We'll start with regional differences. The area in which a wine's grapes are grown is known as its terroir. (Pronounced tare-WAHR) Literally translated as "soil" in French, a wine's terroir affects a wine's taste dramatically. Even wines grown on adjacent plots of land can taste very different.

However, we're not splitting flavors that fine. Wines from a certain region tend to take on a certain character, and that character is often food-driven. I've found winemakers create wines to accompany their home's cuisine and lifestyle. If a regional diet includes a lot of earthy-tasting food, the wines will be earthy tasting. Lighter native cuisines will generally yield lighter wines.

The best way to learn about a varietal is to try several versions of a grape. With that in mind, here are three markedly different pinots to pour side by side by side:

Tortoise Creek 2007 Pinot Noir – Over the last couple of decades, international demand for French wine has declined. Some blame American animosity in the wake of 9/11, but there's a simpler explanation: French wines are difficult for a beginner to grasp and as more people began to drink wine, they went for simplicity.
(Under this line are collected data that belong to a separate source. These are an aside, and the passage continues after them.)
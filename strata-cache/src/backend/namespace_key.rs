//! Namespaced byte keys for the LMDB backend.
//!
//! A `NamespacedKey` can only be built from a [`KeyNamespace`], which in turn
//! can only be derived from an environment plus a cache identifier. There is
//! no way to address another installation's or another cache's entries by
//! accident.

use sha2::{Digest, Sha256};
use strata_core::EnvironmentConfiguration;

/// Separator between the namespace digest and the rest of the key.
const SEPARATOR: u8 = 0xFF;

/// Separator between tag and identifier in tag link keys. Neither may
/// contain a NUL byte.
const TAG_SEPARATOR: u8 = 0x00;

/// Kind byte following the separator.
#[derive(Debug, Clone, Copy, PartialEq, Eq, Hash)]
pub enum KeyKind {
    /// `identifier` -> entry record
    Entry,
    /// `tag \0 identifier` -> empty, one per tag and entry
    TagLink,
}

impl KeyKind {
    fn to_byte(self) -> u8 {
        match self {
            KeyKind::Entry => 1,
            KeyKind::TagLink => 2,
        }
    }

    fn from_byte(byte: u8) -> Option<Self> {
        match byte {
            1 => Some(KeyKind::Entry),
            2 => Some(KeyKind::TagLink),
            _ => None,
        }
    }
}

/// First 16 bytes of SHA-256(`storage_namespace:cache_identifier`).
#[derive(Debug, Clone, Copy, PartialEq, Eq, Hash)]
pub struct KeyNamespace([u8; 16]);

impl KeyNamespace {
    pub fn new(environment: &EnvironmentConfiguration, cache_identifier: &str) -> Self {
        let mut hasher = Sha256::new();
        hasher.update(environment.storage_namespace().as_bytes());
        hasher.update(b":");
        hasher.update(cache_identifier.as_bytes());
        let result = hasher.finalize();
        let mut digest = [0u8; 16];
        digest.copy_from_slice(&result[..16]);
        Self(digest)
    }

    /// Prefix shared by every key of this namespace.
    ///
    /// Format: [digest: 16 bytes][separator: 1 byte]
    pub fn prefix(&self) -> Vec<u8> {
        let mut prefix = Vec::with_capacity(17);
        prefix.extend_from_slice(&self.0);
        prefix.push(SEPARATOR);
        prefix
    }

    /// Prefix of all entry keys.
    pub fn entry_prefix(&self) -> Vec<u8> {
        let mut prefix = self.prefix();
        prefix.push(KeyKind::Entry.to_byte());
        prefix
    }

    /// Prefix of all link keys for one tag.
    pub fn tag_prefix(&self, tag: &str) -> Vec<u8> {
        let mut prefix = self.prefix();
        prefix.push(KeyKind::TagLink.to_byte());
        prefix.extend_from_slice(tag.as_bytes());
        prefix.push(TAG_SEPARATOR);
        prefix
    }

    pub fn entry(&self, identifier: &str) -> NamespacedKey {
        NamespacedKey {
            namespace: *self,
            kind: KeyKind::Entry,
            tag: None,
            identifier: identifier.to_string(),
        }
    }

    pub fn tag_link(&self, tag: &str, identifier: &str) -> NamespacedKey {
        NamespacedKey {
            namespace: *self,
            kind: KeyKind::TagLink,
            tag: Some(tag.to_string()),
            identifier: identifier.to_string(),
        }
    }
}

/// A decoded or to-be-encoded LMDB key.
///
/// # Binary Format
///
/// - Bytes 0-15: namespace digest
/// - Byte 16: separator (0xFF)
/// - Byte 17: kind
/// - Entry: identifier bytes
/// - TagLink: tag bytes, 0x00, identifier bytes
///
/// Keys sort by namespace first, then kind, then tag, so flushing a cache
/// or resolving a tag is a single prefix scan.
#[derive(Debug, Clone, PartialEq, Eq, Hash)]
pub struct NamespacedKey {
    namespace: KeyNamespace,
    kind: KeyKind,
    tag: Option<String>,
    identifier: String,
}

impl NamespacedKey {
    pub fn kind(&self) -> KeyKind {
        self.kind
    }

    pub fn tag(&self) -> Option<&str> {
        self.tag.as_deref()
    }

    pub fn identifier(&self) -> &str {
        &self.identifier
    }

    pub fn encode(&self) -> Vec<u8> {
        match &self.tag {
            Some(tag) => {
                let mut bytes = self.namespace.tag_prefix(tag);
                bytes.extend_from_slice(self.identifier.as_bytes());
                bytes
            }
            None => {
                let mut bytes = self.namespace.entry_prefix();
                bytes.extend_from_slice(self.identifier.as_bytes());
                bytes
            }
        }
    }

    /// Decode a key from bytes.
    ///
    /// Returns `None` if the separator or kind byte is wrong, the rest is
    /// not UTF-8, or a tag link lacks its inner separator.
    pub fn decode(bytes: &[u8]) -> Option<Self> {
        if bytes.len() < 18 || bytes[16] != SEPARATOR {
            return None;
        }
        let mut digest = [0u8; 16];
        digest.copy_from_slice(&bytes[0..16]);
        let namespace = KeyNamespace(digest);
        let kind = KeyKind::from_byte(bytes[17])?;
        let rest = &bytes[18..];

        match kind {
            KeyKind::Entry => Some(Self {
                namespace,
                kind,
                tag: None,
                identifier: String::from_utf8(rest.to_vec()).ok()?,
            }),
            KeyKind::TagLink => {
                let split = rest.iter().position(|b| *b == TAG_SEPARATOR)?;
                Some(Self {
                    namespace,
                    kind,
                    tag: Some(String::from_utf8(rest[..split].to_vec()).ok()?),
                    identifier: String::from_utf8(rest[split + 1..].to_vec()).ok()?,
                })
            }
        }
    }
}
//! Tracing subscriber setup.
//!
//! Libraries in this workspace only emit `tracing` events; binaries call
//! [`init_tracing`] once at startup to install a subscriber.

use tracing_subscriber::{layer::SubscriberExt, util::SubscriberInitExt, EnvFilter};

use crate::error::{StrataError, StrataResult};

/// Default filter when `STRATA_LOG` is unset.
pub const DEFAULT_LOG_FILTER: &str = "strata=info";

/// Output format of the fmt layer.
#[derive(Debug, Clone, Copy, PartialEq, Eq, Default)]
pub enum LogFormat {
    #[default]
    Pretty,
    Json,
}

/// Telemetry configuration from environment variables.
#[derive(Debug, Clone, PartialEq, Eq)]
pub struct TelemetryConfig {
    /// `EnvFilter` directive string
    pub filter: String,
    /// Log line format
    pub format: LogFormat,
}

impl Default for TelemetryConfig {
    fn default() -> Self {
        Self {
            filter: DEFAULT_LOG_FILTER.to_string(),
            format: LogFormat::Pretty,
        }
    }
}

impl TelemetryConfig {
    /// Read `STRATA_LOG` and `STRATA_LOG_FORMAT`.
    pub fn from_env() -> Self {
        let filter = std::env::var("STRATA_LOG")
            .ok()
            .filter(|s| !s.is_empty())
            .unwrap_or_else(|| DEFAULT_LOG_FILTER.to_string());
        let format = match std::env::var("STRATA_LOG_FORMAT").as_deref() {
            Ok("json") => LogFormat::Json,
            _ => LogFormat::Pretty,
        };
        Self { filter, format }
    }
}

/// Install the global tracing subscriber.
///
/// Returns an error instead of panicking when a subscriber is already set.
pub fn init_tracing(config: &TelemetryConfig) -> StrataResult<()> {
    let env_filter = EnvFilter::try_new(&config.filter)
        .unwrap_or_else(|_| EnvFilter::new(DEFAULT_LOG_FILTER));

    let registry = tracing_subscriber::registry().with(env_filter);
    let result = match config.format {
        LogFormat::Json => registry.with(tracing_subscriber::fmt::layer().json()).try_init(),
        LogFormat::Pretty => registry
            .with(tracing_subscriber::fmt::layer().with_target(true))
            .try_init(),
    };
    result.map_err(|e| StrataError::Telemetry {
        reason: e.to_string(),
    })?;

    tracing::debug!(filter = %config.filter, format = ?config.format, "Telemetry initialized");
    Ok(())
}

#[cfg(test)]
mod tests {
    use super::*;

    #[test]
    fn test_telemetry_config_default() {
        let config = TelemetryConfig::default();
        assert_eq!(config.filter, "strata=info");
        assert_eq!(config.format, LogFormat::Pretty);
    }

    #[test]
    fn test_second_init_is_an_error() {
        let config = TelemetryConfig::default();
        let _ = init_tracing(&config);
        assert!(matches!(
            init_tracing(&config),
            Err(StrataError::Telemetry { .. })
        ));
    }
}
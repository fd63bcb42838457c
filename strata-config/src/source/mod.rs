//! Configuration sources.
//!
//! A source produces one named configuration type (`Settings`, `Caches`,
//! `Policy`, ...) from the installation's packages and the application
//! context. The file based sources all walk the same layers, each layer
//! overruling the ones before it:
//!
//! ```text
//! <package>/Configuration/<Type>.yaml              for every package, in order
//! <root>/Configuration/<Type>.yaml
//! for every context, general to specific:
//!     <package>/Configuration/<Context>/<Type>.yaml    for every package
//!     <root>/Configuration/<Context>/<Type>.yaml
//! ```
//!
//! They differ in how two layers are combined. `Settings` additionally
//! seeds package keys and the running context; `Objects` is kept apart per
//! package.

use std::fmt;
use std::path::{Path, PathBuf};

use serde_yaml::Value;
use strata_core::{ApplicationContext, ConfigResult};

use crate::merge::overrule;
use crate::yaml::{empty_mapping, YamlSource};

mod append;
mod closure;
mod objects;
mod policy;
mod settings;

pub use append::AppendConfigurationSource;
pub use closure::{ClosureConfigurationSource, ConfigurationClosure};
pub use objects::ObjectsConfigurationSource;
pub use policy::{PolicyConfigurationSource, TESTING_POLICY_FILE};
pub use settings::{SettingsConfigurationSource, CONTEXT_SETTING_PATH, FRAMEWORK_PACKAGE_KEY};

/// Directory below a package or the root that holds configuration files.
pub const CONFIGURATION_DIRECTORY: &str = "Configuration";

/// An installed package contributing configuration.
#[derive(Debug, Clone, PartialEq, Eq)]
pub struct Package {
    pub key: String,
    pub path: PathBuf,
}

impl Package {
    pub fn new(key: impl Into<String>, path: impl Into<PathBuf>) -> Self {
        Self {
            key: key.into(),
            path: path.into(),
        }
    }

    pub fn configuration_path(&self) -> PathBuf {
        self.path.join(CONFIGURATION_DIRECTORY)
    }
}

/// Produces the merged configuration for one type.
pub trait ConfigurationSource: Send + Sync {
    /// The configuration type this source produces.
    fn name(&self) -> &str;

    /// Build the configuration. Packages are in registration order.
    fn process(&self, packages: &[Package], context: &ApplicationContext) -> ConfigResult<Value>;
}

impl fmt::Debug for dyn ConfigurationSource {
    fn fmt(&self, f: &mut fmt::Formatter<'_>) -> fmt::Result {
        write!(f, "ConfigurationSource({})", self.name())
    }
}

/// Every file location for `name`, extension stripped, in merge order.
pub fn layered_paths(
    root: &Path,
    packages: &[Package],
    context: &ApplicationContext,
    name: &str,
) -> Vec<PathBuf> {
    let root_configuration = root.join(CONFIGURATION_DIRECTORY);
    let mut paths: Vec<PathBuf> = packages
        .iter()
        .map(|package| package.configuration_path().join(name))
        .collect();
    paths.push(root_configuration.join(name));

    for context_name in context.hierarchy() {
        paths.extend(
            packages
                .iter()
                .map(|package| package.configuration_path().join(&context_name).join(name)),
        );
        paths.push(root_configuration.join(&context_name).join(name));
    }
    paths
}

/// Load every layer and fold the documents with `combine`.
pub(crate) fn process_layers<F>(
    root: &Path,
    packages: &[Package],
    context: &ApplicationContext,
    name: &str,
    allow_split: bool,
    combine: F,
) -> ConfigResult<Value>
where
    F: Fn(Value, Value) -> Value,
{
    let mut configuration = empty_mapping();
    let mut files = 0usize;
    for path in layered_paths(root, packages, context, name) {
        for document in YamlSource::load_documents(&path, allow_split)? {
            configuration = combine(configuration, document);
            files += 1;
        }
    }
    tracing::debug!(
        configuration_type = name,
        context = %context,
        packages = packages.len(),
        files,
        "Configuration layers merged"
    );
    Ok(configuration)
}

/// Plain overrule merge across all layers.
#[derive(Debug, Clone)]
pub struct MergeConfigurationSource {
    name: String,
    root: PathBuf,
    allow_split: bool,
}

impl MergeConfigurationSource {
    pub fn new(name: impl Into<String>, root: impl Into<PathBuf>) -> Self {
        Self {
            name: name.into(),
            root: root.into(),
            allow_split: true,
        }
    }

    /// Ignore `<Type>.*.yaml` split files.
    pub fn without_split_files(mut self) -> Self {
        self.allow_split = false;
        self
    }
}

impl ConfigurationSource for MergeConfigurationSource {
    fn name(&self) -> &str {
        &self.name
    }

    fn process(&self, packages: &[Package], context: &ApplicationContext) -> ConfigResult<Value> {
        process_layers(&self.root, packages, context, &self.name, self.allow_split, overrule)
    }
}
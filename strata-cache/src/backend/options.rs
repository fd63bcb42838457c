//! Backend option maps.
//!
//! Options arrive as a string keyed JSON object, typically straight out of a
//! merged `Caches` configuration:
//!
//! ```yaml
//! Flow_Session_Storage:
//!   backend: PdoBackend
//!   backendOptions:
//!     dataSourceName: 'sqlite:/var/cache/session.db'
//!     defaultLifetime: 0
//! ```

use serde_json::{Map, Value};
use strata_core::{CacheError, CacheResult};

/// Typed view over a backend's option map.
#[derive(Debug, Clone, Default, PartialEq)]
pub struct BackendOptions {
    values: Map<String, Value>,
}

impl BackendOptions {
    pub fn new() -> Self {
        Self::default()
    }

    /// Builder used mostly by tests and programmatic setup.
    pub fn with(mut self, key: &str, value: impl Into<Value>) -> Self {
        self.values.insert(key.to_string(), value.into());
        self
    }

    pub fn is_empty(&self) -> bool {
        self.values.is_empty()
    }

    pub fn raw(&self) -> &Map<String, Value> {
        &self.values
    }

    /// Reject keys the backend does not understand.
    pub fn ensure_known(&self, backend: &str, known: &[&str]) -> CacheResult<()> {
        match self.values.keys().find(|key| !known.contains(&key.as_str())) {
            Some(unknown) => Err(invalid(backend, format!("unknown option \"{unknown}\""))),
            None => Ok(()),
        }
    }

    pub fn string(&self, backend: &str, key: &str) -> CacheResult<Option<String>> {
        match self.values.get(key) {
            None | Some(Value::Null) => Ok(None),
            Some(Value::String(s)) => Ok(Some(s.clone())),
            Some(Value::Number(n)) => Ok(Some(n.to_string())),
            Some(_) => Err(invalid(backend, format!("option \"{key}\" must be a string"))),
        }
    }

    /// Non-negative integers, also accepted in string form (`"3600"`).
    pub fn u64(&self, backend: &str, key: &str) -> CacheResult<Option<u64>> {
        match self.values.get(key) {
            None | Some(Value::Null) => Ok(None),
            Some(Value::Number(n)) => n.as_u64().map(Some).ok_or_else(|| {
                invalid(backend, format!("option \"{key}\" must be a non-negative integer"))
            }),
            Some(Value::String(s)) => s.trim().parse().map(Some).map_err(|_| {
                invalid(backend, format!("option \"{key}\" must be a non-negative integer"))
            }),
            Some(_) => Err(invalid(
                backend,
                format!("option \"{key}\" must be a non-negative integer"),
            )),
        }
    }

    pub fn bool(&self, backend: &str, key: &str) -> CacheResult<Option<bool>> {
        match self.values.get(key) {
            None | Some(Value::Null) => Ok(None),
            Some(Value::Bool(b)) => Ok(Some(*b)),
            Some(_) => Err(invalid(backend, format!("option \"{key}\" must be a boolean"))),
        }
    }
}

impl From<Map<String, Value>> for BackendOptions {
    fn from(values: Map<String, Value>) -> Self {
        Self { values }
    }
}

impl TryFrom<Value> for BackendOptions {
    type Error = CacheError;

    fn try_from(value: Value) -> Result<Self, Self::Error> {
        match value {
            Value::Object(values) => Ok(Self { values }),
            Value::Null => Ok(Self::default()),
            Value::Array(values) if values.is_empty() => Ok(Self::default()),
            other => Err(invalid(
                "backend",
                format!("backend options must be a mapping, got {other}"),
            )),
        }
    }
}

fn invalid(backend: &str, reason: String) -> CacheError {
    CacheError::InvalidOptions {
        backend: backend.to_string(),
        reason,
    }
}
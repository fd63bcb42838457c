//! Registry of configuration types and their processed results.
//!
//! Each type is processed on first access and kept. Results are stored
//! twice: as merged by the source, and with `%env:...%` placeholders
//! resolved. Only the merged form goes to the on-disk cache, so environment
//! variables are read again whenever the cache is loaded.

use std::collections::BTreeMap;
use std::fs;
use std::path::{Path, PathBuf};
use std::sync::{Arc, RwLock, RwLockReadGuard, RwLockWriteGuard};

use serde_yaml::Value;
use strata_core::{ApplicationContext, ConfigError, ConfigResult};

use crate::merge::value_by_path;
use crate::placeholder::{has_placeholders, substitute_env};
use crate::source::{
    ConfigurationSource, MergeConfigurationSource, ObjectsConfigurationSource, Package,
    PolicyConfigurationSource, SettingsConfigurationSource,
};

pub const CONFIGURATION_TYPE_CACHES: &str = "Caches";
pub const CONFIGURATION_TYPE_OBJECTS: &str = "Objects";
pub const CONFIGURATION_TYPE_POLICY: &str = "Policy";
pub const CONFIGURATION_TYPE_SETTINGS: &str = "Settings";

/// Directory below the temporary directory holding the cache file.
const CACHE_DIRECTORY: &str = "Configuration";

#[derive(Default)]
struct ProcessedConfigurations {
    merged: BTreeMap<String, Value>,
    resolved: BTreeMap<String, Value>,
    needs_save: bool,
}

pub struct ConfigurationManager {
    context: ApplicationContext,
    packages: Vec<Package>,
    sources: BTreeMap<String, Arc<dyn ConfigurationSource>>,
    temporary_directory: Option<PathBuf>,
    state: RwLock<ProcessedConfigurations>,
}

impl ConfigurationManager {
    pub fn new(context: ApplicationContext) -> Self {
        Self {
            context,
            packages: Vec::new(),
            sources: BTreeMap::new(),
            temporary_directory: None,
            state: RwLock::new(ProcessedConfigurations::default()),
        }
    }

    /// Register the built-in types, all reading below `root`: `Caches` as a
    /// plain merge, `Objects` per package, `Settings` with package keys and
    /// the running context, `Policy` with privilege concatenation.
    pub fn with_default_types(
        mut self,
        root: impl Into<PathBuf>,
        temporary_directory: impl Into<PathBuf>,
    ) -> Self {
        let root = root.into();
        let temporary_directory = temporary_directory.into();
        self.register_source(MergeConfigurationSource::new(CONFIGURATION_TYPE_CACHES, root.clone()));
        self.register_source(ObjectsConfigurationSource::new(root.clone()));
        self.register_source(SettingsConfigurationSource::new(root.clone()));
        self.register_source(
            PolicyConfigurationSource::new(root).with_temporary_directory(temporary_directory),
        );
        self
    }

    /// Use `temporary_directory` for the on-disk cache and load it if a
    /// cache file for this context exists.
    pub fn with_cache_directory(mut self, temporary_directory: impl Into<PathBuf>) -> ConfigResult<Self> {
        self.temporary_directory = Some(temporary_directory.into());
        self.load_configuration_cache()?;
        Ok(self)
    }

    pub fn with_packages(mut self, packages: Vec<Package>) -> Self {
        self.set_packages(packages);
        self
    }

    pub fn context(&self) -> &ApplicationContext {
        &self.context
    }

    pub fn packages(&self) -> &[Package] {
        &self.packages
    }

    /// Replace the package list; every processed type is discarded.
    pub fn set_packages(&mut self, packages: Vec<Package>) {
        self.packages = packages;
        if let Ok(mut state) = self.state.write() {
            *state = ProcessedConfigurations::default();
        }
    }

    /// Register a source under its name, replacing and invalidating any
    /// earlier source of that type.
    pub fn register_source(&mut self, source: impl ConfigurationSource + 'static) {
        let name = source.name().to_string();
        if let Ok(mut state) = self.state.write() {
            state.merged.remove(&name);
            state.resolved.remove(&name);
        }
        tracing::debug!(configuration_type = %name, "Configuration source registered");
        self.sources.insert(name, Arc::new(source));
    }

    /// Registered type names, sorted.
    pub fn configuration_types(&self) -> Vec<&str> {
        self.sources.keys().map(String::as_str).collect()
    }

    /// The processed configuration of `configuration_type`, or the value at
    /// the dotted `path` inside it. A path that leads nowhere is `None`.
    pub fn get_configuration(
        &self,
        configuration_type: &str,
        path: Option<&str>,
    ) -> ConfigResult<Option<Value>> {
        let configuration = self.processed(configuration_type)?;
        Ok(match path {
            None => Some(configuration),
            Some(path) => value_by_path(&configuration, path).cloned(),
        })
    }

    /// Like [`Self::get_configuration`], converted to JSON for consumers
    /// such as the cache manager.
    pub fn get_configuration_json(
        &self,
        configuration_type: &str,
        path: Option<&str>,
    ) -> ConfigResult<Option<serde_json::Value>> {
        self.get_configuration(configuration_type, path)?
            .map(|value| {
                serde_json::to_value(&value).map_err(|e| ConfigError::Source {
                    name: configuration_type.to_string(),
                    reason: format!("not representable as JSON: {e}"),
                })
            })
            .transpose()
    }

    /// Process every registered type.
    pub fn warmup(&self) -> ConfigResult<()> {
        for name in self.sources.keys() {
            self.processed(name)?;
        }
        tracing::info!(
            context = %self.context,
            types = self.sources.len(),
            "Configuration warmed up"
        );
        Ok(())
    }

    /// Forget every processed type and delete the cache file.
    pub fn flush_configuration_cache(&self) -> ConfigResult<()> {
        *write(&self.state)? = ProcessedConfigurations::default();
        let Some(path) = self.configuration_cache_path() else {
            return Ok(());
        };
        match fs::remove_file(&path) {
            Ok(()) => {
                tracing::info!(path = %path.display(), "Configuration cache flushed");
                Ok(())
            }
            Err(e) if e.kind() == std::io::ErrorKind::NotFound => Ok(()),
            Err(e) => Err(io_error(&path, e)),
        }
    }

    /// Process every type and write the merged results to the cache file.
    ///
    /// Does nothing without a temporary directory.
    pub fn save_configuration_cache(&self) -> ConfigResult<()> {
        for name in self.sources.keys() {
            self.merged(name)?;
        }
        let Some(path) = self.configuration_cache_path() else {
            return Ok(());
        };

        let mut state = write(&self.state)?;
        let document = serde_yaml::to_string(&state.merged).map_err(|e| ConfigError::Source {
            name: "ConfigurationManager".to_string(),
            reason: format!("could not serialize configuration cache: {e}"),
        })?;
        write_atomically(&path, &document)?;
        state.needs_save = false;
        tracing::info!(
            path = %path.display(),
            types = state.merged.len(),
            "Configuration cache saved"
        );
        Ok(())
    }

    /// Save the cache if anything was processed since the last save.
    pub fn shutdown(&self) -> ConfigResult<()> {
        if read(&self.state)?.needs_save {
            self.save_configuration_cache()?;
        }
        Ok(())
    }

    /// Flush, then reprocess and save every type.
    pub fn refresh_configuration(&self) -> ConfigResult<()> {
        self.flush_configuration_cache()?;
        self.save_configuration_cache()
    }

    /// `<temporary>/Configuration/<Context_Name>Configurations.yaml`.
    pub fn configuration_cache_path(&self) -> Option<PathBuf> {
        self.temporary_directory.as_ref().map(|directory| {
            directory.join(CACHE_DIRECTORY).join(format!(
                "{}Configurations.yaml",
                self.context.to_path_segment()
            ))
        })
    }

    fn source(&self, configuration_type: &str) -> ConfigResult<&Arc<dyn ConfigurationSource>> {
        self.sources
            .get(configuration_type)
            .ok_or_else(|| ConfigError::InvalidConfigurationType {
                name: configuration_type.to_string(),
            })
    }

    fn merged(&self, configuration_type: &str) -> ConfigResult<Value> {
        let source = self.source(configuration_type)?;
        if let Some(merged) = read(&self.state)?.merged.get(configuration_type) {
            return Ok(merged.clone());
        }

        let merged = source.process(&self.packages, &self.context)?;
        tracing::info!(
            configuration_type,
            context = %self.context,
            "Configuration processed"
        );
        let mut state = write(&self.state)?;
        state.needs_save = true;
        Ok(state
            .merged
            .entry(configuration_type.to_string())
            .or_insert(merged)
            .clone())
    }

    fn processed(&self, configuration_type: &str) -> ConfigResult<Value> {
        self.source(configuration_type)?;
        if let Some(resolved) = read(&self.state)?.resolved.get(configuration_type) {
            return Ok(resolved.clone());
        }
        let merged = self.merged(configuration_type)?;
        let resolved = if has_placeholders(&merged) {
            tracing::debug!(configuration_type, "Resolving environment placeholders");
            substitute_env(merged)
        } else {
            merged
        };
        Ok(write(&self.state)?
            .resolved
            .entry(configuration_type.to_string())
            .or_insert(resolved)
            .clone())
    }

    fn load_configuration_cache(&self) -> ConfigResult<()> {
        let Some(path) = self.configuration_cache_path() else {
            return Ok(());
        };
        let content = match fs::read_to_string(&path) {
            Ok(content) => content,
            Err(e) if e.kind() == std::io::ErrorKind::NotFound => return Ok(()),
            Err(e) => return Err(io_error(&path, e)),
        };
        let merged: BTreeMap<String, Value> = match serde_yaml::from_str(&content) {
            Ok(merged) => merged,
            Err(e) => {
                tracing::warn!(
                    path = %path.display(),
                    error = %e,
                    "Ignoring unreadable configuration cache"
                );
                return Ok(());
            }
        };
        tracing::debug!(path = %path.display(), types = merged.len(), "Configuration cache loaded");
        let mut state = write(&self.state)?;
        state.merged = merged;
        state.resolved.clear();
        Ok(())
    }
}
On most bottles of French wine, the varietal is nowhere to be found. The French name their wines by region: Burgundy, Bordeaux, Sancerre, Chablis, etc. I had a hard time with French wine because I didn't realize, for example, that most red Burgundy is actually pinot noir.

While there is still an abundance of traditional French wine, some growers committed the heresy of putting the varietal on the label. Tortoise Creek (which sounds like it should be from Australia, no?) is an example of an "Americanized" pinot. This wine greets you with a nose of chocolate covered cherries. The flavor is extremely light with a little cherry fruit flavor and a somewhat chalky body. The finish is much drier than many pinot noirs that I've had. Interestingly, this wine reminded me more of Chianti than a French wine. It would be excellent with any roasted or baked fish, or pasta in lighter red sauces. $8-10.

Bogle 2007 Russian River Pinot Noir – The Russian River Valley in California is better known for bold wines like Zinfandel and Cabernet Sauvignon, but there are some very decent pinots tucked away. Youl get a wonderful terroir contrast here. French pinot noirs tend to be extremely light and slightly acidic, while California's tend to reflect the boldness of those wines, tasting fuller and fruitier.

The Bogle's nose is much stronger. The flavor is rich with a round body of cherries and raspberries. The finish is dry and not as acidic as the French. This was the most drinkable of the wines. It would go well with chicken, lighter meats, and any kind of red sauce. $12-14.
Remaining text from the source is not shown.